State and Local Governments: Economic Shocks and Fiscal Challenges

The COVID-19 pandemic has placed great strains on the budgets of state and local governments. In order to understand these strains and their potential consequences, it is useful to examine some of the fiscal challenges that state and local governments have faced during past economic downturns. Using these experiences as a baseline, we can analyze how the challenges currently facing state and local governments are likely to play out. The current downturn is likely to mirror certain aspects of historical downturns, but it will undoubtedly differ in important respects.

What’s at Stake?

State and local governments are significant players in the U.S economy. At the beginning of 2020, they employed approximately 20 million workers, which represented 13 percent of total U.S. employment. In 2017, their expenditures totaled $3.1 trillion or approximately 15 percent of U.S. gross domestic product. Local governments spent just over half of this amount, with their largest expenditure shares going to K-12 (40 percent), health care (10 percent), and police services (6 percent). State governments spent a modestly smaller sum of money, with the largest shares devoted to public welfare (43 percent), higher education (18 percent), and health services (9 percent).

Deep recessions cast long shadows on state and local government tax revenues. The Great Recession is a case in point. From 2007 to 2010, taxes collected by state and local governments declined 5 percent — from $1.52 trillion to $1.44 trillion. Tax revenues did not fully recover to pre-recession levels until 2013.

Revenue drops of this magnitude have substantial effects on those in our society who are least well off. State and local governments are typically required by state laws to balance their budgets regularly, so when their revenues fall, they often have no recourse but to cut spending. When this belt tightening happens, state and local governments almost always end up paring down on essential services, including education, health care, and social welfare programs. Research tells us that these kinds of funding disruptions create long-lasting damage to individuals’ earnings.

Cyclically-Sensitive Tax Revenues

State and local government tax revenues are tied to macroeconomic outcomes. For both levels of government, tax revenues increase substantially during economic booms, such as the one we observed between 2003 and 2007. (See charts, below.) But state tax revenues are more cyclically sensitive than local tax revenues, mostly because states are relatively more reliant on income and sales tax revenues, which are highly correlated with macroeconomic activity. Indeed, state tax revenues declined substantially during the recessions of 2001 and 2008-09 (denoted by the shaded areas in the charts). Local tax revenues tend to be less sensitive to economic downturns, and they tend to react to recessions with an 18-24 month lag. This somewhat muted and delayed response partly reflects local governments’ relatively heavy reliance on property tax revenues, which are based on assessed property values that tend to be adjusted with a delay. As a result, local government revenues began to decline only toward the end of the 2008-09 recession and continued to decline well after the recession was over.

During the Great Recession, the decline in tax revenues experienced by state governments was just about fully offset by increased federal intergovernmental grants (IG).

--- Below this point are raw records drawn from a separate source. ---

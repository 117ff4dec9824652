use serde::{Deserialize, Serialize};
use std::io;
use std::path::Path;
use thiserror::Error;

use crate::engine::{Account, DEFAULT_DAILY_MAX};
use crate::{AccountId, AccountKind, Amount, Operation, UserId};

/// Errors that can occur when parsing csv rows
#[derive(Debug, Error)]
pub enum CsvError {
    #[error("line {line}: failed to parse row: {source}")]
    Parse { line: usize, source: csv::Error },

    #[error("line {line}: unrecognized operation '{op}'")]
    UnrecognizedOp { line: usize, op: String },

    #[error("line {line}: unrecognized account kind '{kind}'")]
    UnrecognizedKind { line: usize, kind: String },

    #[error("line {line}: {op} missing {field}")]
    MissingField {
        line: usize,
        op: String,
        field: &'static str,
    },
}

#[derive(Debug, Deserialize)]
struct InputRow {
    op: String,
    account: AccountId,
    user: Option<UserId>,
    to: Option<AccountId>,
    kind: Option<String>,
    amount: Option<i64>,
}

#[derive(Debug, Serialize)]
struct OutputRow {
    account: AccountId,
    user: UserId,
    kind: String,
    balance: i64,
    used: i64,
    version: u64,
}

/// Read ledger operations from a csv file
pub fn read_operations(
    path: impl AsRef<Path>,
) -> impl Iterator<Item = Result<Operation, CsvError>> {
    let reader = csv::ReaderBuilder::new()
        .trim(csv::Trim::All)
        .from_path(path)
        .expect("failed to open csv file");

    reader
        .into_deserialize::<InputRow>()
        .enumerate()
        .map(|(idx, result)| {
            let line = idx + 2; // 1-indexed, skip header
            let row = result.map_err(|source| CsvError::Parse { line, source })?;

            let amount = |op: &str| {
                row.amount
                    .map(Amount::from_minor)
                    .ok_or_else(|| CsvError::MissingField {
                        line,
                        op: op.to_string(),
                        field: "amount",
                    })
            };

            match row.op.as_str() {
                "open" => {
                    let kind = row.kind.as_deref().ok_or_else(|| CsvError::MissingField {
                        line,
                        op: "open".to_string(),
                        field: "kind",
                    })?;
                    let kind = match kind.to_ascii_lowercase().as_str() {
                        "main" => AccountKind::Main,
                        "savings" => AccountKind::Savings,
                        other => {
                            return Err(CsvError::UnrecognizedKind {
                                line,
                                kind: other.to_string(),
                            });
                        }
                    };
                    Ok(Operation::Open {
                        account: row.account,
                        user: row.user.unwrap_or(row.account),
                        kind,
                        balance: amount("open")?,
                        daily_max: DEFAULT_DAILY_MAX,
                    })
                }
                "transfer" => {
                    let to = row.to.ok_or_else(|| CsvError::MissingField {
                        line,
                        op: "transfer".to_string(),
                        field: "to",
                    })?;
                    Ok(Operation::Transfer {
                        from: row.account,
                        to,
                        amount: amount("transfer")?,
                    })
                }
                "deposit" => Ok(Operation::Deposit {
                    account: row.account,
                    amount: amount("deposit")?,
                }),
                "withdraw" => Ok(Operation::Withdraw {
                    account: row.account,
                    amount: amount("withdraw")?,
                }),
                other => Err(CsvError::UnrecognizedOp {
                    line,
                    op: other.to_string(),
                }),
            }
        })
}

/// write account snapshots to stdout in csv format
pub fn write_accounts(accounts: impl IntoIterator<Item = Account>) {
    let stdout = io::stdout();
    let mut writer = csv::Writer::from_writer(stdout.lock());

    for account in accounts {
        let row = OutputRow {
            account: account.id(),
            user: account.user(),
            kind: account.kind().to_string(),
            balance: account.balance().minor(),
            used: account.limit().used().minor(),
            version: account.version(),
        };
        writer.serialize(&row).expect("failed to write csv row");
    }

    writer.flush().expect("failed to flush csv writer");
}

For local governments, however, total IG funding actually declined when it was most needed as local tax receipts declined in the aftermath of the recession. By 2017, total IG support for local governments was no higher than it was prior to the Great Recession, and it appears that local governments have become increasingly reliant on their own sources of revenue.

The current downturn’s effect on local revenues is likely to vary by locality — with some cities being more vulnerable to the coronavirus shock than others. One would expect that local revenue would fall more sharply, and perhaps for a longer time, in cities that are relatively reliant on cyclically-sensitive revenue sources and in cities that have relatively large shares of employment in high-risk industries, such as food service, hospitality, and retail trade.

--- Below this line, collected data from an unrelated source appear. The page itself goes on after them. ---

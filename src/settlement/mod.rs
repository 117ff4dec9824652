//! Bill settlement: splitting a total into per-participant shares.
//!
//! The allocator is pure; randomness and time come in through the
//! [`FractionSource`] and [`Clock`] seams so a seeded run reproduces its
//! shares exactly. Both policies guarantee the shares sum to the total with
//! no rounding residue.

use std::collections::HashMap;
use std::str::FromStr;
use std::sync::Mutex;
use std::sync::atomic::{AtomicU64, Ordering};

use chrono::{DateTime, Utc};
use tracing::info;

use crate::Amount;
use crate::clock::Clock;
use crate::model::UserId;
use crate::rng::FractionSource;

mod error;
pub use error::{AllocationError, SettlementError, UnsupportedPolicy};

/// Settlement identifier.
pub type SettlementId = u64;

/// How a total is divided among participants.
#[derive(Debug, Clone, Copy, PartialEq, Eq)]
pub enum AllocationPolicy {
    /// Equal shares, remainder on the last participant.
    Equal,
    /// Random shares of at least one minor unit each.
    Random,
}

impl FromStr for AllocationPolicy {
    type Err = UnsupportedPolicy;

    fn from_str(s: &str) -> Result<Self, Self::Err> {
        if s.eq_ignore_ascii_case("equal") {
            Ok(AllocationPolicy::Equal)
        } else if s.eq_ignore_ascii_case("random") {
            Ok(AllocationPolicy::Random)
        } else {
            Err(UnsupportedPolicy(s.to_string()))
        }
    }
}

/// Split `total` into `participants` shares under the given policy.
///
/// The returned shares always sum to `total` exactly. Under
/// [`AllocationPolicy::Random`] every share is at least one minor unit,
/// which requires `total >= participants`.
pub fn allocate(
    total: Amount,
    participants: usize,
    policy: AllocationPolicy,
    rng: &mut dyn FractionSource,
) -> Result<Vec<Amount>, AllocationError> {
    if participants == 0 {
        return Err(AllocationError::InvalidParticipantCount(participants));
    }
    if total.is_negative() {
        return Err(AllocationError::NegativeTotal(total));
    }

    match policy {
        AllocationPolicy::Equal => Ok(equal_split(total, participants)),
        AllocationPolicy::Random => random_split(total, participants, rng),
    }
}

/// Everyone owes `floor(total / n)`; the last participant also picks up the
/// remainder.
fn equal_split(total: Amount, participants: usize) -> Vec<Amount> {
    let n = participants as i64;
    let base = total.div_floor(n);

    let mut shares = vec![base; participants - 1];
    shares.push(total - base * (n - 1));
    shares
}

/// Draw each share as a random fraction of what is still owed, clamped to at
/// least one minor unit, while reserving one unit for every participant
/// still waiting. The last participant takes whatever remains.
fn random_split(
    total: Amount,
    participants: usize,
    rng: &mut dyn FractionSource,
) -> Result<Vec<Amount>, AllocationError> {
    if total < Amount::from_minor(participants as i64) {
        return Err(AllocationError::TotalBelowParticipantCount {
            total,
            participants,
        });
    }

    let mut remaining = total;
    let mut shares = Vec::with_capacity(participants);
    for waiting in (1..participants).rev() {
        let cap = remaining.minor() - waiting as i64;
        let candidate = (rng.next_fraction() * cap as f64).floor() as i64;
        let share = Amount::from_minor(candidate.max(1));
        shares.push(share);
        remaining -= share;
    }
    shares.push(remaining);
    Ok(shares)
}

/// Lifecycle of a settlement.
#[derive(Debug, Clone, Copy, PartialEq, Eq)]
pub enum SettlementStatus {
    Pending,
    Completed,
    Cancelled,
}

/// Per-participant decision on their share.
#[derive(Debug, Clone, Copy, PartialEq, Eq, Default)]
pub enum ShareApproval {
    #[default]
    Pending,
    Approved,
    Rejected,
}

/// One participant's slice of a settlement.
#[derive(Debug, Clone, PartialEq)]
pub struct SettlementShare {
    participant: UserId,
    amount: Amount,
    approval: ShareApproval,
}

impl SettlementShare {
    pub fn participant(&self) -> UserId {
        self.participant
    }

    pub fn amount(&self) -> Amount {
        self.amount
    }

    pub fn approval(&self) -> ShareApproval {
        self.approval
    }
}

/// A request to divide `total` among participants, with per-participant
/// approval tracking.
#[derive(Debug, Clone, PartialEq)]
pub struct Settlement {
    id: SettlementId,
    requester: UserId,
    total: Amount,
    created_at: DateTime<Utc>,
    status: SettlementStatus,
    shares: Vec<SettlementShare>,
}

impl Settlement {
    /// Allocate shares and build the aggregate. Shares keep the order of
    /// `participants`.
    pub fn create(
        id: SettlementId,
        requester: UserId,
        total: Amount,
        participants: &[UserId],
        policy: AllocationPolicy,
        rng: &mut dyn FractionSource,
        created_at: DateTime<Utc>,
    ) -> Result<Self, AllocationError> {
        let amounts = allocate(total, participants.len(), policy, rng)?;
        let shares = participants
            .iter()
            .zip(amounts)
            .map(|(&participant, amount)| SettlementShare {
                participant,
                amount,
                approval: ShareApproval::Pending,
            })
            .collect();

        Ok(Self {
            id,
            requester,
            total,
            created_at,
            status: SettlementStatus::Pending,
            shares,
        })
    }

    pub fn id(&self) -> SettlementId {
        self.id
    }

    pub fn requester(&self) -> UserId {
        self.requester
    }

    pub fn total(&self) -> Amount {
        self.total
    }

    pub fn created_at(&self) -> DateTime<Utc> {
        self.created_at
    }

    pub fn status(&self) -> SettlementStatus {
        self.status
    }

    pub fn shares(&self) -> &[SettlementShare] {
        &self.shares
    }

    pub fn share(&self, participant: UserId) -> Option<&SettlementShare> {
        self.shares.iter().find(|s| s.participant == participant)
    }

    /// Record the participant's approval. The settlement completes when the
    /// last pending share is approved.
    pub fn approve(&mut self, participant: UserId) -> Result<(), SettlementError> {
        self.resolve(participant, ShareApproval::Approved)
    }

    /// Record the participant's rejection, cancelling the settlement.
    pub fn reject(&mut self, participant: UserId) -> Result<(), SettlementError> {
        self.resolve(participant, ShareApproval::Rejected)
    }

    fn resolve(
        &mut self,
        participant: UserId,
        decision: ShareApproval,
    ) -> Result<(), SettlementError> {
        if self.status != SettlementStatus::Pending {
            return Err(SettlementError::SettlementClosed {
                settlement: self.id,
            });
        }

        let share = self
            .shares
            .iter_mut()
            .find(|s| s.participant == participant)
            .ok_or(SettlementError::ParticipantNotFound {
                settlement: self.id,
                participant,
            })?;

        if share.approval != ShareApproval::Pending {
            return Err(SettlementError::ShareAlreadyResolved {
                settlement: self.id,
                participant,
            });
        }
        share.approval = decision;

        if decision == ShareApproval::Rejected {
            self.status = SettlementStatus::Cancelled;
        } else if self.shares.iter().all(|s| s.approval == ShareApproval::Approved) {
            self.status = SettlementStatus::Completed;
        }
        Ok(())
    }
}

/// In-memory settlement aggregates, keyed by id.
#[derive(Debug, Default)]
pub struct SettlementBook {
    settlements: Mutex<HashMap<SettlementId, Settlement>>,
    next_id: AtomicU64,
}

impl SettlementBook {
    pub fn new() -> Self {
        Self::default()
    }

    /// Allocate shares for `participants` and persist the new settlement.
    pub fn create(
        &self,
        requester: UserId,
        total: Amount,
        participants: &[UserId],
        policy: AllocationPolicy,
        rng: &mut dyn FractionSource,
        clock: &dyn Clock,
    ) -> Result<Settlement, AllocationError> {
        let id = self.next_id.fetch_add(1, Ordering::Relaxed) + 1;
        let settlement =
            Settlement::create(id, requester, total, participants, policy, rng, clock.now())?;

        info!(
            settlement = id,
            requester,
            total = %total,
            participants = participants.len(),
            "settlement created"
        );
        self.settlements
            .lock()
            .expect("settlement lock poisoned")
            .insert(id, settlement.clone());
        Ok(settlement)
    }

    pub fn get(&self, id: SettlementId) -> Result<Settlement, SettlementError> {
        self.settlements
            .lock()
            .expect("settlement lock poisoned")
            .get(&id)
            .cloned()
            .ok_or(SettlementError::SettlementNotFound(id))
    }

    /// Approve one participant's share; returns the updated settlement.
    pub fn approve(
        &self,
        id: SettlementId,
        participant: UserId,
    ) -> Result<Settlement, SettlementError> {
        self.update(id, |settlement| {
            settlement.approve(participant)?;
            info!(settlement = id, participant, "share approved");
            Ok(())
        })
    }

    /// Reject one participant's share; returns the updated settlement.
    pub fn reject(
        &self,
        id: SettlementId,
        participant: UserId,
    ) -> Result<Settlement, SettlementError> {
        self.update(id, |settlement| {
            settlement.reject(participant)?;
            info!(settlement = id, participant, "share rejected");
            Ok(())
        })
    }

    fn update(
        &self,
        id: SettlementId,
        mutate: impl FnOnce(&mut Settlement) -> Result<(), SettlementError>,
    ) -> Result<Settlement, SettlementError> {
        let mut settlements = self.settlements.lock().expect("settlement lock poisoned");
        let settlement = settlements
            .get_mut(&id)
            .ok_or(SettlementError::SettlementNotFound(id))?;
        mutate(settlement)?;
        Ok(settlement.clone())
    }
}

The chart below plots data for 139 U.S. cities, including many of the largest cities in the Fifth Federal Reserve District.1 For each city (represented by a dot), the share of general fund revenues from cyclically-sensitive sources (mostly sales and income taxes) is shown on the horizontal axis, while the city’s exposure to high-risk industries in terms of employment is shown on the vertical axis. A key takeaway is that the cities of the Fifth District are not particularly reliant on cyclically-sensitive sources of tax revenue. Among Fifth District cities, Baltimore, Md., and Newport News, Va., have the most cyclically-sensitive tax revenues, but their sensitivity is still modest relative to many U.S. cities.

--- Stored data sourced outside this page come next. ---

impl WeightDirection {
    pub fn as_str(&self) -> &'static str {
        match self {
            WeightDirection::Gain => "gain",
            WeightDirection::Loss => "loss",
            WeightDirection::Maintain => "maintain",
        }
    }
}

/// Weight band corresponding to BMI 18.5-24.9 for a given height
#[derive(Debug, Clone, Copy, PartialEq, Serialize, Deserialize)]
#[serde(rename_all = "camelCase")]
pub struct HealthyWeightRange {
    pub min_kg: f64,
    pub max_kg: f64,
}

#[derive(Debug, Clone, PartialEq, Serialize, Deserialize)]
#[serde(rename_all = "camelCase")]
pub struct SleepTarget {
    pub current_hours: f64,
    pub target_hours: f64,
}

#[derive(Debug, Clone, PartialEq, Serialize, Deserialize)]
#[serde(rename_all = "camelCase")]
pub struct HydrationTarget {
    pub current_liters: f64,
    pub target_liters: f64,
}

#[derive(Debug, Clone, PartialEq, Serialize, Deserialize)]
#[serde(rename_all = "camelCase")]
pub struct StepTarget {
    pub current_steps: u32,
    pub target_steps: u32,
    /// Why a condition cap was applied, if any
    #[serde(skip_serializing_if = "Option::is_none")]
    pub cap_reason: Option<String>,
}

/// Weight goal; exactly one of `deficit_kg > 0`, `excess_kg > 0`, `is_healthy` holds
#[derive(Debug, Clone, PartialEq, Serialize, Deserialize)]
#[serde(rename_all = "camelCase")]
pub struct WeightTarget {
    pub direction: WeightDirection,
    pub current_kg: f64,
    pub target_kg: f64,
    pub deficit_kg: f64,
    pub excess_kg: f64,
    pub is_healthy: bool,
    pub weekly_rate_kg: f64,
    pub estimated_weeks: u32,
}

#[derive(Debug, Clone, PartialEq, Serialize, Deserialize)]
#[serde(rename_all = "camelCase")]
pub struct ExerciseTarget {
    pub minutes_per_week: u32,
    pub sessions_per_week: u32,
    pub strength_sessions_per_week: u32,
}

#[derive(Debug, Clone, PartialEq, Serialize, Deserialize)]
#[serde(rename_all = "camelCase")]
pub struct PersonalizedTargets {
    pub sleep: SleepTarget,
    pub hydration: HydrationTarget,
    pub steps: StepTarget,
    pub weight: WeightTarget,
    pub exercise: ExerciseTarget,
    pub healthy_weight_range: HealthyWeightRange,
}

// ============================================================================
// Projection
// ============================================================================

/// A metric's current value and its value after the projection window
#[derive(Debug, Clone, Copy, PartialEq, Serialize, Deserialize)]
#[serde(rename_all = "camelCase")]
pub struct MetricProjection {
    pub current: f64,
    pub projected: f64,
}

impl MetricProjection {
    pub fn new(current: f64, projected: f64) -> Self {
        Self { current, projected }
    }

    pub fn change(&self) -> f64 {
        self.projected - self.current
    }
}

#[derive(Debug, Clone, PartialEq, Serialize, Deserialize)]
#[serde(rename_all = "camelCase")]
pub struct NinetyDayProjection {
    /// Number of weekly steps simulated
    pub weeks: u32,
    /// Assumed fraction of the plan the user follows (0-1)
    pub compliance_rate: f64,
    pub weight: MetricProjection,
    pub bmi: MetricProjection,
    pub sleep: MetricProjection,
    pub energy_level: MetricProjection,
    pub health_score: MetricProjection,
    pub hydration: MetricProjection,
    pub steps: MetricProjection,
}

// ============================================================================
// Roadmap
// ============================================================================

/// Coarse nutrition signal used to pace the early weeks of the roadmap
#[derive(Debug, Clone, Copy, PartialEq, Eq, Serialize, Deserialize)]
#[serde(rename_all = "lowercase")]
pub enum DietSignal {
    Poor,
    Fair,
    Good,
}

impl DietSignal {
    pub fn from_nutrition_score(score: u8) -> Self {
        match score {
            0..=3 => DietSignal::Poor,
            4..=6 => DietSignal::Fair,
            _ => DietSignal::Good,
        }
    }
}

/// One week's milestone snapshot
#[derive(Debug, Clone, PartialEq, Serialize, Deserialize)]
#[serde(rename_all = "camelCase")]
pub struct WeeklyTarget {
    pub week: u32,
    pub phase: u32,
    /// Fraction of the way from current to projected values (0-1)
    pub progress: f64,
    pub sleep_hours: f64,
    pub hydration_liters: f64,
    pub steps: u32,
    pub exercise_minutes: u32,
    pub weight_kg: f64,
}

#[derive(Debug, Clone, PartialEq, Serialize, Deserialize)]
#[serde(rename_all = "camelCase")]
pub struct RoadmapPhase {
    pub phase: u32,
    pub name: String,
    pub start_week: u32,
    pub end_week: u32,
    pub focus: Vec<String>,
    pub milestone: String,
}

#[derive(Debug, Clone, PartialEq, Serialize, Deserialize)]
#[serde(rename_all = "camelCase")]
pub struct ProgressiveTargets {
    pub weekly_targets: Vec<WeeklyTarget>,
}

#[derive(Debug, Clone, PartialEq, Serialize, Deserialize)]
#[serde(rename_all = "camelCase")]
pub struct TransformationRoadmap {
    /// Exponent applied to weekly progress; below 1 front-loads change
    pub pacing_exponent: f64,
    pub phases: Vec<RoadmapPhase>,
    pub progressive_targets: ProgressiveTargets,
}

// ============================================================================
// Result envelope
// ============================================================================

#[derive(Debug, Clone, PartialEq, Serialize, Deserialize)]
#[serde(rename_all = "camelCase")]
pub struct UserProfile {
    pub display_name: String,
    pub age: u32,
    pub gender: Gender,
    pub weight_kg: f64,
    pub height_cm: f64,
    pub bmi: f64,
    pub bmi_category: BmiCategory,
    pub healthy_weight_range: HealthyWeightRange,
}

/// Templated prose sections; carries no numeric invariants
#[derive(Debug, Clone, Default, PartialEq, Serialize, Deserialize)]
#[serde(rename_all = "camelCase")]
pub struct NarrativeSections {
    pub headline: String,
    pub summary: String,
    pub risk_summary: String,
    pub recommendations: Vec<String>,
    pub medical_notes: Vec<String>,
}

/// Complete analysis output
#[derive(Debug, Clone, PartialEq, Serialize, Deserialize)]
#[serde(rename_all = "camelCase")]
pub struct AnalysisResult {
    pub analysis_id: String,
    pub generated_at: DateTime<Utc>,
    pub engine_version: String,
    pub overall_score: f64,
    pub overall_grade: String,
    pub user_profile: UserProfile,
    pub condition_analysis: ConditionAnalysis,
    pub risk_analysis: CompoundRiskAnalysis,
    pub personalized_targets: PersonalizedTargets,
    pub ninety_day_projection: NinetyDayProjection,
    pub transformation_roadmap: TransformationRoadmap,
    pub narrative: NarrativeSections,
}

Another takeaway is that Fifth District cities' exposure to high-risk industries ranges between 10 percent and 20 percent, which is similar to the range seen for the full sample of 139 U.S. cities. Durham, N.C., is the least exposed in the Fifth District, while Charlotte, N.C., and Greensboro, N.C., are the most exposed. In the cases of Charlotte and Greensboro, the difficulties posed by their exposure to high-risk industries is likely to be mitigated somewhat by their nonreliance on cyclically-sensitive revenue sources.

So what can we expect for local tax revenue? For most local governments, budgets for the 2020 fiscal year only capture a few months of the COVID-19 pandemic recession. Current estimates from the National League of Cities project that revenues will not grow in 2020. Local government budgets already anticipate a large decline in sales tax revenue (11 percent) and a more modest decline in income tax revenue (3.4 percent). However, property taxes are projected to increase 1.9 percent in 2020. As expected based on past economic cycles, any effect that the crisis will have on property taxes is likely to be seen with a lag.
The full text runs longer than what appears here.